Il est de ces jeux qui restent, qui vous tirent une petite larme de nostalgie à leur simple évocation. Il est de ces jeux de la trempe de ceux qui marquent au fer rouge votre vie de joueur, et qui laissent en vous une emprunte à tout jamais. Resident Evil est de ceux-là, indéniablement. Sa première version, dès 1996 était déjà de ce calibre, et acquit d'ailleurs dès les premiers mois de sa commercialisation un statut de classique instantané de la Playstation.

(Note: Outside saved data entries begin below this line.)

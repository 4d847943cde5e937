//! Test utilities for programs, interpreters and observers.
//!
//! Available under `#[cfg(test)]` and the `test-utils` feature.
//!
//! - [`Probe`]: a one-operation algebra (`Emit(i64) -> i64`) for exercising
//!   the engine without a real domain.
//! - [`ScriptedProbe`]: a `Probe` interpreter with a fixed offset and
//!   scripted failures.
//! - [`RecordingObserver`]: records every dispatched frame.
//! - [`CallLog`]: re-exported from the crate root for mock interpreters.

use crate::algebra::{Algebra, CommandInfo};
use crate::context::StepContext;
use crate::continuation::Continuation;
use crate::error::{ExecutionError, FailureCause, InterpreterFailure, StepFrame};
use crate::observer::ExecutionObserver;
use crate::program::Program;
use hfm_types::{ErrorCode, RunId};
use parking_lot::Mutex;
use std::collections::HashMap;

pub use crate::call_log::CallLog;

/// Capability set of the [`Probe`] algebra.
pub trait ProbeInterpreter: Send + Sync {
    /// Handles `Emit(value)`.
    fn emit(&self, value: i64) -> Result<i64, InterpreterFailure>;
}

/// Commands of the [`Probe`] algebra.
pub enum ProbeCommand<Next> {
    /// Emits a value; the interpreter answers with another value.
    Emit {
        value: i64,
        next: Continuation<i64, Next>,
    },
}

/// Minimal algebra used by engine tests.
#[derive(Debug)]
pub struct Probe;

impl Probe {
    /// One-step program emitting `value`.
    pub fn emit(value: i64) -> Program<Probe, i64> {
        Program::lift(ProbeCommand::Emit {
            value,
            next: Continuation::identity(),
        })
    }
}

impl Algebra for Probe {
    const NAME: &'static str = "probe";
    type Interpreter = dyn ProbeInterpreter;
    type Command<Next: 'static> = ProbeCommand<Next>;

    fn map<N: 'static, M: 'static>(
        command: ProbeCommand<N>,
        f: impl FnOnce(N) -> M + Send + 'static,
    ) -> ProbeCommand<M> {
        match command {
            ProbeCommand::Emit { value, next } => ProbeCommand::Emit {
                value,
                next: next.then(f),
            },
        }
    }

    fn describe<N: 'static>(command: &ProbeCommand<N>) -> CommandInfo {
        match command {
            ProbeCommand::Emit { value, .. } => {
                CommandInfo::of::<Self>("Emit").with_detail(value.to_string())
            }
        }
    }

    fn dispatch<N: 'static>(
        command: ProbeCommand<N>,
        cx: &StepContext<'_, Self>,
    ) -> Result<N, FailureCause> {
        match command {
            ProbeCommand::Emit { value, next } => Ok(next.resume(cx.interpreter().emit(value)?)),
        }
    }
}

struct ScriptedFailure {
    failure: InterpreterFailure,
    /// `None` fails forever.
    remaining: Option<u32>,
}

/// [`ProbeInterpreter`] answering `value + offset`, with scripted failures.
///
/// # Example
///
/// ```
/// use hfm_engine::testing::{ProbeInterpreter, ScriptedProbe};
/// use hfm_engine::InterpreterFailure;
///
/// let probe = ScriptedProbe::new()
///     .with_offset(1)
///     .fail_on(3, InterpreterFailure::rejected("three"));
///
/// assert_eq!(probe.emit(1), Ok(2));
/// assert!(probe.emit(3).is_err());
/// assert_eq!(probe.log().entries(), vec!["emit(1)", "emit(3)"]);
/// ```
#[derive(Default)]
pub struct ScriptedProbe {
    offset: i64,
    failures: Mutex<HashMap<i64, ScriptedFailure>>,
    log: CallLog,
}

impl ScriptedProbe {
    /// Creates a probe that echoes values unchanged.
    #[must_use]
    pub fn new() -> Self {
        Self::default()
    }

    /// Adds `offset` to every answer.
    #[must_use]
    pub fn with_offset(mut self, offset: i64) -> Self {
        self.offset = offset;
        self
    }

    /// Fails every `emit(value)` with `failure`.
    #[must_use]
    pub fn fail_on(self, value: i64, failure: InterpreterFailure) -> Self {
        self.failures.lock().insert(
            value,
            ScriptedFailure {
                failure,
                remaining: None,
            },
        );
        self
    }

    /// Fails the first `times` calls of `emit(value)` with `failure`.
    #[must_use]
    pub fn fail_times(self, value: i64, times: u32, failure: InterpreterFailure) -> Self {
        self.failures.lock().insert(
            value,
            ScriptedFailure {
                failure,
                remaining: Some(times),
            },
        );
        self
    }

    /// Handle to the call log.
    #[must_use]
    pub fn log(&self) -> CallLog {
        self.log.clone()
    }
}

impl ProbeInterpreter for ScriptedProbe {
    fn emit(&self, value: i64) -> Result<i64, InterpreterFailure> {
        self.log.record(format!("emit({value})"));

        let mut failures = self.failures.lock();
        if let Some(scripted) = failures.get_mut(&value) {
            match scripted.remaining.as_mut() {
                None => return Err(scripted.failure.clone()),
                Some(0) => {}
                Some(remaining) => {
                    *remaining -= 1;
                    return Err(scripted.failure.clone());
                }
            }
        }

        Ok(value + self.offset)
    }
}

/// Observer that keeps everything it sees.
#[derive(Debug, Default)]
pub struct RecordingObserver {
    frames: Mutex<Vec<StepFrame>>,
    completions: Mutex<Vec<(RunId, usize)>>,
    failures: Mutex<Vec<String>>,
}

impl RecordingObserver {
    /// Creates an empty recorder.
    #[must_use]
    pub fn new() -> Self {
        Self::default()
    }

    /// All dispatched frames, in dispatch order.
    #[must_use]
    pub fn frames(&self) -> Vec<StepFrame> {
        self.frames.lock().clone()
    }

    /// Dispatched commands, in dispatch order.
    #[must_use]
    pub fn commands(&self) -> Vec<CommandInfo> {
        self.frames.lock().iter().map(|f| f.command.clone()).collect()
    }

    /// Dispatched commands rendered as `algebra::Name(detail)`.
    #[must_use]
    pub fn rendered(&self) -> Vec<String> {
        self.frames
            .lock()
            .iter()
            .map(|f| f.command.to_string())
            .collect()
    }

    /// Payload details of dispatched commands.
    #[must_use]
    pub fn details(&self) -> Vec<String> {
        self.frames
            .lock()
            .iter()
            .map(|f| f.command.detail.clone())
            .collect()
    }

    /// Number of completed top-level runs.
    #[must_use]
    pub fn completions(&self) -> usize {
        self.completions.lock().len()
    }

    /// Top-level step count of the last completed run.
    #[must_use]
    pub fn last_step_count(&self) -> Option<usize> {
        self.completions.lock().last().map(|(_, steps)| *steps)
    }

    /// Error codes of failed top-level runs.
    #[must_use]
    pub fn failures(&self) -> Vec<String> {
        self.failures.lock().clone()
    }
}

impl ExecutionObserver for RecordingObserver {
    fn on_dispatch(&self, frame: &StepFrame) {
        self.frames.lock().push(frame.clone());
    }

    fn on_complete(&self, run: RunId, steps: usize) {
        self.completions.lock().push((run, steps));
    }

    fn on_failure(&self, error: &ExecutionError) {
        self.failures.lock().push(error.code().to_string());
    }
}
//! Hierarchical composition.
//!
//! [`StepContext`] is what [`Algebra::dispatch`](crate::Algebra::dispatch)
//! receives for one step. Besides the interpreter bound for the current
//! algebra, it lets a command run an embedded child program over another
//! algebra.
//!
//! ```text
//! CookingMachine step (depth 0)
//!   └─ run_child(Program<Sandwich, _>)      depth 1, sandwich binding
//!        ├─ StartNewSandwich
//!        ├─ AddComponent(Cheese)
//!        └─ FinishSandwich
//!   ← child value resumes the parent continuation
//! ```
//!
//! A child runs to completion through the same engine with its own
//! binding. Its failure becomes the parent step's failure
//! ([`FailureCause::Child`]); child commands are never seen by the parent
//! interpreter.

use crate::algebra::Algebra;
use crate::engine::Engine;
use crate::error::{FailureCause, StepFrame};
use crate::policy::ChildOutcome;
use crate::program::Program;
use crate::registry::InterpreterRegistry;
use hfm_types::ErrorCode;
use tracing::{debug, warn};

/// Per-step view handed to [`Algebra::dispatch`](crate::Algebra::dispatch).
pub struct StepContext<'e, A: Algebra> {
    engine: &'e Engine,
    registry: &'e InterpreterRegistry,
    interpreter: &'e A::Interpreter,
    frame: &'e StepFrame,
}

impl<'e, A: Algebra> StepContext<'e, A> {
    pub(crate) fn new(
        engine: &'e Engine,
        registry: &'e InterpreterRegistry,
        interpreter: &'e A::Interpreter,
        frame: &'e StepFrame,
    ) -> Self {
        Self {
            engine,
            registry,
            interpreter,
            frame,
        }
    }

    /// The interpreter bound for `A` in this run.
    #[must_use]
    pub fn interpreter(&self) -> &'e A::Interpreter {
        self.interpreter
    }

    /// Position of the current step.
    #[must_use]
    pub fn frame(&self) -> &StepFrame {
        self.frame
    }

    /// Nesting depth of the current step.
    #[must_use]
    pub fn depth(&self) -> usize {
        self.frame.depth
    }

    /// Runs `program` to completion with the default binding for `B`.
    ///
    /// # Errors
    ///
    /// [`FailureCause::Child`] if the child fails, or
    /// [`FailureCause::NestingTooDeep`] if the child would exceed the
    /// configured nesting depth.
    pub fn run_child<B: Algebra, T: Send + 'static>(
        &self,
        program: Program<B, T>,
    ) -> Result<T, FailureCause> {
        self.child(program, None)
    }

    /// Runs `program` to completion with the binding for `B` under `selector`.
    ///
    /// # Errors
    ///
    /// Same as [`run_child`](Self::run_child); an unbound selector fails
    /// the child's first step.
    pub fn run_child_as<B: Algebra, T: Send + 'static>(
        &self,
        selector: &str,
        program: Program<B, T>,
    ) -> Result<T, FailureCause> {
        self.child(program, Some(selector))
    }

    /// Runs a child built by `recipe` under the failure policy for `B`.
    ///
    /// `recipe` is called again for every retry. Cancellation and the
    /// nesting bound are never retried or recovered.
    ///
    /// # Errors
    ///
    /// Returns the child failure unless the policy retried it away or
    /// recovered it.
    pub fn supervise_child<B: Algebra, T: Send + 'static, F>(
        &self,
        selector: Option<&str>,
        mut recipe: F,
    ) -> Result<ChildOutcome<T>, FailureCause>
    where
        F: FnMut() -> Program<B, T>,
    {
        let policy = self.engine.policy_for(B::id());
        let attempts = policy.max_attempts();
        let mut attempt = 1;

        loop {
            let err = match self.child(recipe(), selector) {
                Ok(value) => return Ok(ChildOutcome::Completed(value)),
                Err(FailureCause::Child(err)) if !err.is_cancelled() => err,
                Err(other) => return Err(other),
            };

            if attempt < attempts && err.is_recoverable() {
                warn!(
                    algebra = B::NAME,
                    attempt,
                    attempts,
                    code = err.code(),
                    error = %err,
                    "child failed, retrying"
                );
                attempt += 1;
                continue;
            }

            if policy.recovers() {
                debug!(algebra = B::NAME, code = err.code(), "child failure recovered");
                return Ok(ChildOutcome::Recovered(*err));
            }

            return Err(FailureCause::Child(err));
        }
    }

    /// Runs two independent child programs in parallel.
    ///
    /// Both run to completion with their default bindings. If both fail,
    /// the failure of `left` is reported.
    ///
    /// # Errors
    ///
    /// The first failure, as with [`run_child`](Self::run_child).
    pub fn join_children<B1, T1, B2, T2>(
        &self,
        left: Program<B1, T1>,
        right: Program<B2, T2>,
    ) -> Result<(T1, T2), FailureCause>
    where
        B1: Algebra,
        B2: Algebra,
        T1: Send + 'static,
        T2: Send + 'static,
    {
        let (left, right) = rayon::join(|| self.child(left, None), || self.child(right, None));
        Ok((left?, right?))
    }

    fn child<B: Algebra, T: Send + 'static>(
        &self,
        program: Program<B, T>,
        selector: Option<&str>,
    ) -> Result<T, FailureCause> {
        let depth = self.frame.depth + 1;
        let limit = self.engine.settings().max_depth;
        if depth > limit {
            return Err(FailureCause::NestingTooDeep { limit });
        }

        debug!(parent = A::NAME, child = B::NAME, depth, "entering child program");
        let mut steps = 0;
        self.engine
            .drive(program, self.registry, selector, self.frame.run, depth, &mut steps)
            .map_err(FailureCause::from)
    }
}

impl<A: Algebra> std::fmt::Debug for StepContext<'_, A> {
    fn fmt(&self, f: &mut std::fmt::Formatter<'_>) -> std::fmt::Result {
        f.debug_struct("StepContext")
            .field("algebra", &A::NAME)
            .field("frame", self.frame)
            .finish_non_exhaustive()
    }
}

Sa relecture GameCube de 2002, sous la houlette de son créateur original Shinji Mikami, ne fait qu'accentuer encore un peu plus la légende de ce titre, et lui donne dès lors non seulement un statut de jeu totalement culte, mais lui octroie aussi un caractère intemporel grâce à son cachet graphique si particulier. La chrysalide est devenue papillon.

S'il devait y avoir un modèle sur lequel se baser pour réadapter une oeuvre dans une version plus moderne, ce Resident Evil figurerait sans doute tout en haut, car il est certainement l'illustration parfaite de ce qu'est un bon remake. Comme le dirait un célèbre commentateur sportif, c'est un cas « a montrer dans les écoles » ! Non pas de foot, mais de programmation car que l'on ne s'y trompe pas : il ne s'agit ici bien évidemment pas de sport – quoiqu'il faut pourtant courir vite pour échapper à ces satanés chiens-zombies – mais bel et bien d'un jeu vidéo d'horreur à l'état pur. Le terme même de survival horror à été évoqué la toute première fois par les équipes marketing de chez Capcom Japon, et deviendra l'appellation officieuse de ce sous-genre du jeu vidéo, c'est dire l'impact culturel du phénomène ! C'est d'ailleurs assez troublant : c'est comme s'ils avaient pu deviner par avance que l'impact de leur jeu sur le monde du jeu vidéo allait être cataclysmique, au point d'en être l'une des figures de proue incontestée jusqu’au milieu des années 2000.  

 

Même si Mikami et son équipe ne peuvent être considérés comme les véritables inventeurs du genre – titre que l'on attribue plutôt (et à raison) au français Frédérick Raynal grâce à son travail de pionnier en la matière sur Alone in the Dark –, il serait tout de même malvenu de minimiser l'apport considérable de Capcom dans le processus de popularisation du genre, quasi-inexistant sous cette forme jusqu'alors. Et encore, je ne parle ici que de la version initiale 32bits, que l'on pourrait considérer comme une ébauche à sa réinvention 128bits, qui portait déjà en elle les fondations très solides de la peur vidéoludique. Resident Evil, cette institution de la peur, c'est avant tout l'horreur avec un grand H, en dépit des capacités techniques de la Playstation.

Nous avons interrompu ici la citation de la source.